Every line from the one containing "if removed == 0" to the one containing "paths for which" in the records below, both included, must be set down exactly, and no other line.

---*---

//! Recursive project scan producing the relocation inventory.

use std::path::Path;

use crate::context::ServiceContext;

use super::{
    is_preserved_dir, join_relative, EntryKind, Inventory, InventoryEntry, PRESERVED_FILES,
};

/// Walks `root` depth-first and returns every movable directory and file.
///
/// Dot-entries, preserved directories (and everything below them) and
/// preserved metadata files are left out. Consumers must not depend on the
/// order of the returned entries.
///
/// # Errors
///
/// Returns an error naming the directory if any directory cannot be read;
/// a partial inventory is never returned.
pub fn scan(ctx: &ServiceContext, root: &Path) -> Result<Inventory, String> {
    let mut inventory = Inventory::default();
    scan_dir(ctx, root, "", &mut inventory)?;
    Ok(inventory)
}

fn scan_dir(
    ctx: &ServiceContext,
    dir: &Path,
    relative_dir: &str,
    inventory: &mut Inventory,
) -> Result<(), String> {
    let entries = ctx
        .fs
        .list_dir(dir)
        .map_err(|e| format!("failed to read directory {}: {e}", dir.display()))?;

    for entry in entries {
        if entry.name.starts_with('.') {
            continue;
        }
        let relative_path = join_relative(relative_dir, &entry.name);
        let absolute_path = dir.join(&entry.name);

        if entry.is_dir {
            if is_preserved_dir(&entry.name) {
                continue;
            }
            inventory.directories.push(InventoryEntry {
                name: entry.name,
                relative_path: relative_path.clone(),
                absolute_path: absolute_path.clone(),
                kind: EntryKind::Directory,
                containing_dir: relative_dir.to_string(),
            });
            scan_dir(ctx, &absolute_path, &relative_path, inventory)?;
        } else if !PRESERVED_FILES.contains(&entry.name.as_str()) {
            inventory.files.push(InventoryEntry {
                name: entry.name,
                relative_path,
                absolute_path,
                kind: EntryKind::File,
                containing_dir: relative_dir.to_string(),
            });
        }
    }
    Ok(())
}

#[cfg(test)]
mod tests {
    use super::*;
    use tempfile::TempDir;

    fn touch(root: &Path, relative: &str) {
        let path = super::super::resolve(root, relative);
        std::fs::create_dir_all(path.parent().unwrap()).unwrap();
        std::fs::write(path, "x").unwrap();
    }

    #[test]
    fn skips_preserved_and_hidden_entries() {
        let temp_dir = TempDir::new().unwrap();
        let root = temp_dir.path();
        touch(root, "index.html");
        touch(root, "package.json");
        touch(root, ".env");
        touch(root, "assets/img/logo.png");
        touch(root, "node_modules/lib/index.js");
        touch(root, ".git/HEAD");
        touch(root, ".cache/blob");
        touch(root, "tests/spec.js");

        let ctx = ServiceContext::seeded(0);
        let inventory = scan(&ctx, root).unwrap();

        let mut dirs: Vec<&str> =
            inventory.directories.iter().map(|d| d.relative_path.as_str()).collect();
        dirs.sort_unstable();
        assert_eq!(dirs, vec!["assets", "assets/img"]);

        let mut files: Vec<&str> = inventory.files.iter().map(|f| f.relative_path.as_str()).collect();
        files.sort_unstable();
        assert_eq!(files, vec!["assets/img/logo.png", "index.html"]);
    }

    #[test]
    fn entries_carry_containing_directory() {
        let temp_dir = TempDir::new().unwrap();
        touch(temp_dir.path(), "assets/img/logo.png");

        let ctx = ServiceContext::seeded(0);
        let inventory = scan(&ctx, temp_dir.path()).unwrap();

        let logo = &inventory.files[0];
        assert_eq!(logo.name, "logo.png");
        assert_eq!(logo.containing_dir, "assets/img");
        assert_eq!(logo.kind, EntryKind::File);
        assert_eq!(logo.absolute_path, temp_dir.path().join("assets").join("img").join("logo.png"));

        let img = inventory.directories.iter().find(|d| d.name == "img").unwrap();
        assert_eq!(img.containing_dir, "assets");
        assert_eq!(img.kind, EntryKind::Directory);
    }

    #[test]
    fn unreadable_root_fails_fast() {
        let temp_dir = TempDir::new().unwrap();
        let ctx = ServiceContext::seeded(0);
        let err = scan(&ctx, &temp_dir.path().join("missing")).unwrap_err();
        assert!(err.contains("failed to read directory"));
    }
}
//! Script obfuscator collaborator port.

use std::collections::BTreeMap;
use std::path::Path;

use super::PortError;

/// Inputs handed to the script obfuscator alongside the source text.
#[derive(Debug, Clone, Copy)]
pub struct ScriptOptions<'a> {
    /// Global identifier renames decided for this copy (original -> new).
    pub globals: &'a BTreeMap<String, String>,
    /// File the script came from, if it is not an inline block.
    pub source: Option<&'a Path>,
}

/// Transforms a script body into an equivalent, harder to read one.
///
/// Treated as an opaque pure function. Callers keep the original text when
/// this returns an error.
pub trait ScriptObfuscator: Send + Sync {
    /// Obfuscates `source`.
    ///
    /// # Errors
    ///
    /// Returns an error if the script cannot be transformed.
    fn obfuscate(&self, source: &str, options: &ScriptOptions<'_>) -> Result<String, PortError>;
}
//! Output copy naming, purging of earlier outputs, and tree copying.

use std::path::Path;

use regex::Regex;
use tracing::{debug, info};

use crate::context::ServiceContext;

/// Directory name of copy `index` of project `base`.
#[must_use]
pub fn copy_dir_name(base: &str, index: usize) -> String {
    format!("{base}_OBF_DIR{index}")
}

/// Snapshot file name of copy `index` of project `base`.
#[must_use]
pub fn snapshot_name(base: &str, index: usize) -> String {
    format!("{}_mapping.json", copy_dir_name(base, index))
}

/// Whether this is the first run against an output directory.
#[derive(Debug, Clone, Copy, PartialEq, Eq)]
pub enum RunKind {
    /// No earlier outputs were found.
    First,
    /// Earlier outputs were found and removed.
    Subsequent,
}

/// Matches names produced by earlier runs for `base`.
pub struct OutputNames {
    pattern: Regex,
}

impl OutputNames {
    /// Builds the matcher for project `base`.
    ///
    /// # Errors
    ///
    /// Returns an error if the pattern fails to compile.
    pub fn new(base: &str) -> Result<Self, String> {
        let pattern = Regex::new(&format!(r"^{}_OBF_DIR\d+(_mapping\.json)?$", regex::escape(base)))
            .map_err(|e| format!("failed to build output name pattern: {e}"))?;
        Ok(Self { pattern })
    }

    /// Whether `name` is a copy directory (`false`) or snapshot (`true`), or neither.
    fn classify(&self, name: &str) -> Option<bool> {
        self.pattern.captures(name).map(|caps| caps.get(1).is_some())
    }

    /// Whether `name` is any output of an earlier run.
    #[must_use]
    pub fn matches(&self, name: &str) -> bool {
        self.classify(name).is_some()
    }
}

/// Removes every earlier copy directory and snapshot for `base` in `output`.
///
/// # Errors
///
/// Returns an error if the output directory cannot be listed or an earlier
/// output cannot be removed.
pub fn purge_previous(ctx: &ServiceContext, output: &Path, names: &OutputNames) -> Result<RunKind, String> {
    let entries = ctx
        .fs
        .list_dir(output)
        .map_err(|e| format!("failed to read output directory {}: {e}", output.display()))?;

    let mut removed = 0;
    for entry in entries {
        let path = output.join(&entry.name);
        let result = match names.classify(&entry.name) {
            Some(false) if entry.is_dir => ctx.fs.remove_dir_all(&path),
            Some(true) if !entry.is_dir => ctx.fs.remove_file(&path),
            _ => continue,
        };
        result.map_err(|e| format!("failed to remove earlier output {}: {e}", path.display()))?;
        debug!(path = %path.display(), "removed earlier output");
        removed += 1;
    }

    if removed == 0 {
        info!("first run, no earlier outputs");
        Ok(RunKind::First)
    } else {
        info!(removed, "subsequent run, earlier outputs removed");
        Ok(RunKind::Subsequent)
    }
}

/// Copies the whole tree at `from` into `to`, skipping paths for which
/// `skip` returns `true`. Returns the number of files copied.
///
/// # Errors
///
/// Returns an error naming the first path that could not be listed or copied.
pub fn copy_tree(
    ctx: &ServiceContext,
    from: &Path,
    to: &Path,
    skip: &dyn Fn(&Path) -> bool,
) -> Result<usize, String> {
    ctx.fs
        .create_dir_all(to)
        .map_err(|e| format!("failed to create {}: {e}", to.display()))?;
    let entries = ctx
        .fs
        .list_dir(from)
        .map_err(|e| format!("failed to read directory {}: {e}", from.display()))?;

    let mut copied = 0;
    for entry in entries {
        let source = from.join(&entry.name);
        if skip(&source) {
            continue;
        }
        let target = to.join(&entry.name);
        if entry.is_dir {
            copied += copy_tree(ctx, &source, &target, skip)?;
        } else {
            ctx.fs
                .copy_file(&source, &target)
                .map_err(|e| format!("failed to copy {}: {e}", source.display()))?;
            copied += 1;
        }
    }
    Ok(copied)
}
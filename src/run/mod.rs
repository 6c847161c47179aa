//! Run orchestration: purge earlier outputs, then build each copy in turn.
//!
//! ```text
//! validate target ─> purge outputs ─> for each copy:
//!     copy tree ─> reorganize ─> [ids] ─> [globals] ─> rewrite ─> passes ─> snapshot
//! ```
//!
//! Copies are strictly sequential and share nothing: each gets its own
//! context, ledger and keyword cloaker.

pub mod copies;

use std::path::{Path, PathBuf};

use tracing::{error, info};
use uuid::Uuid;

use crate::cloak::KeywordCloaker;
use crate::context::ServiceContext;
use crate::ledger::{LedgerSnapshot, LedgerStats, MappingLedger};
use crate::obfuscate::{ObfuscationPass, PassReport};
use crate::restructure::reorganize;
use crate::rewrite::{ReferenceRewriter, RewriteReport};
use crate::symbols::{collect_globals, rename_ids};

pub use copies::{copy_dir_name, snapshot_name, OutputNames, RunKind};

/// Upper bound on copies per invocation.
pub const MAX_COPIES: usize = 10;

/// Parses a copy count leniently: anything unparsable or below 1 means 1,
/// fractions are truncated, and the result is capped at [`MAX_COPIES`].
#[must_use]
// The float is clamped to 1..=MAX_COPIES before the cast.
#[allow(clippy::cast_possible_truncation, clippy::cast_sign_loss, clippy::cast_precision_loss)]
pub fn parse_copy_count(raw: &str) -> usize {
    match raw.trim().parse::<f64>() {
        Ok(value) if value >= 1.0 => value.min(MAX_COPIES as f64).floor() as usize,
        _ => 1,
    }
}

/// Everything a run needs, already resolved from CLI, config and environment.
#[derive(Debug, Clone, PartialEq, Eq)]
pub struct RunConfig {
    /// Project directory to copy from. Never modified.
    pub target: PathBuf,
    /// Directory receiving the copies and snapshots.
    pub output: PathBuf,
    /// Number of copies, `1..=MAX_COPIES`.
    pub copies: usize,
    /// Keyword list file, if any.
    pub keywords: Option<PathBuf>,
    /// Base seed; copy `i` uses `seed + i`.
    pub seed: Option<u64>,
    /// Rename DOM ids.
    pub rename_ids: bool,
    /// Rename top-level script globals.
    pub rename_globals: bool,
}

/// What one successful copy produced.
#[derive(Debug, Clone, PartialEq, Eq)]
pub struct CopyReport {
    /// 1-based copy index.
    pub copy: usize,
    /// The copy's directory.
    pub directory: PathBuf,
    /// The copy's ledger snapshot.
    pub snapshot: PathBuf,
    /// Files moved by the migrator.
    pub moved: usize,
    /// Migration conflicts.
    pub conflicts: usize,
    /// Reference rewriting counts.
    pub rewrite: RewriteReport,
    /// Per-file pass counts.
    pub passes: PassReport,
    /// Ledger sizes.
    pub stats: LedgerStats,
}

/// Result of one copy.
#[derive(Debug, Clone, PartialEq, Eq)]
pub enum CopyOutcome {
    /// The copy was fully produced.
    Completed(CopyReport),
    /// The copy failed; later copies still ran.
    Failed {
        /// 1-based copy index.
        copy: usize,
        /// What went wrong.
        error: String,
    },
}

/// Result of a whole invocation.
#[derive(Debug, Clone, PartialEq, Eq)]
pub struct RunSummary {
    /// Identifier written into every snapshot of this run.
    pub run_id: String,
    /// Whether earlier outputs were found.
    pub kind: RunKind,
    /// One outcome per copy, in order.
    pub copies: Vec<CopyOutcome>,
}

impl RunSummary {
    /// Number of copies that failed.
    #[must_use]
    pub fn failed(&self) -> usize {
        self.copies.iter().filter(|c| matches!(c, CopyOutcome::Failed { .. })).count()
    }
}

/// Drives a run from a resolved [`RunConfig`].
pub struct RunManager {
    config: RunConfig,
}

impl RunManager {
    /// Creates a manager for `config`.
    #[must_use]
    pub fn new(config: RunConfig) -> Self {
        Self { config }
    }

    /// Context for copy `index` (0 is used for setup work).
    #[must_use]
    pub fn context_for(&self, index: usize) -> ServiceContext {
        match self.config.seed {
            Some(seed) => ServiceContext::seeded(seed.wrapping_add(index as u64)),
            None => ServiceContext::live(),
        }
    }

    /// Runs with live contexts, seeded when the config has a seed.
    ///
    /// # Errors
    ///
    /// See [`RunManager::run_with`].
    pub async fn run(&self) -> Result<RunSummary, String> {
        self.run_with(|index| self.context_for(index)).await
    }

    /// Runs with contexts from `contexts`, called with 0 for setup and with
    /// each 1-based copy index.
    ///
    /// # Errors
    ///
    /// Returns an error only for setup failures: missing target, unusable
    /// output directory, or earlier outputs that cannot be removed. Per-copy
    /// failures are reported in the summary.
    pub async fn run_with<F>(&self, contexts: F) -> Result<RunSummary, String>
    where
        F: Fn(usize) -> ServiceContext,
    {
        let config = &self.config;
        let setup = contexts(0);
        if !setup.fs.is_dir(&config.target) {
            return Err(format!("target directory not found: {}", config.target.display()));
        }
        let base = config
            .target
            .file_name()
            .and_then(|name| name.to_str())
            .ok_or_else(|| format!("cannot derive a project name from {}", config.target.display()))?
            .to_string();
        setup
            .fs
            .create_dir_all(&config.output)
            .map_err(|e| format!("failed to create output directory {}: {e}", config.output.display()))?;

        let names = OutputNames::new(&base)?;
        let kind = copies::purge_previous(&setup, &config.output, &names)?;
        let run_id = Uuid::new_v4().to_string();
        info!(%run_id, target = %config.target.display(), output = %config.output.display(), copies = config.copies, "run started");

        let mut outcomes = Vec::with_capacity(config.copies);
        for copy in 1..=config.copies {
            let ctx = contexts(copy);
            let outcome = match self.build_copy(&ctx, &run_id, &base, &names, copy).await {
                Ok(report) => {
                    info!(copy, stats = %report.stats, "copy finished");
                    CopyOutcome::Completed(report)
                }
                Err(error) => {
                    error!(copy, "copy failed: {error}");
                    CopyOutcome::Failed { copy, error }
                }
            };
            outcomes.push(outcome);
        }

        Ok(RunSummary { run_id, kind, copies: outcomes })
    }

    async fn build_copy(
        &self,
        ctx: &ServiceContext,
        run_id: &str,
        base: &str,
        names: &OutputNames,
        copy: usize,
    ) -> Result<CopyReport, String> {
        let config = &self.config;
        let directory = config.output.join(copy_dir_name(base, copy));
        let snapshot_path = config.output.join(snapshot_name(base, copy));

        let skip = |path: &Path| {
            path == config.output
                || (path.parent() == Some(config.output.as_path())
                    && path.file_name().and_then(|n| n.to_str()).is_some_and(|n| names.matches(n)))
        };
        let files = copies::copy_tree(ctx, &config.target, &directory, &skip)?;
        info!(copy, files, directory = %directory.display(), "project copied");

        let mut ledger = MappingLedger::new();
        let reorganized = reorganize(ctx, &directory, &mut ledger)?;
        if config.rename_ids {
            rename_ids(ctx, &directory, &mut ledger)?;
        }
        if config.rename_globals {
            collect_globals(ctx, &directory, &mut ledger)?;
        }

        let rewrite = ReferenceRewriter::new(&ledger)?.rewrite_tree(ctx, &directory)?;
        let cloaker = KeywordCloaker::from_file(config.keywords.clone());
        let passes = ObfuscationPass::new(ctx, &ledger, &cloaker).process_tree(&directory).await?;

        let stats = ledger.stats();
        let snapshot = LedgerSnapshot { run_id: run_id.to_string(), generated_at: ctx.clock.now(), copy, ledger };
        snapshot.save(ctx, &snapshot_path)?;

        Ok(CopyReport {
            copy,
            directory,
            snapshot: snapshot_path,
            moved: reorganized.migration.moved,
            conflicts: reorganized.migration.conflicts.len(),
            rewrite,
            passes,
            stats,
        })
    }
}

---*---

Solution for this task →
    if removed == 0 {
        info!("first run, no earlier outputs");
        Ok(RunKind::First)
    } else {
        info!(removed, "subsequent run, earlier outputs removed");
        Ok(RunKind::Subsequent)
    }
}

/// Copies the whole tree at `from` into `to`, skipping paths for which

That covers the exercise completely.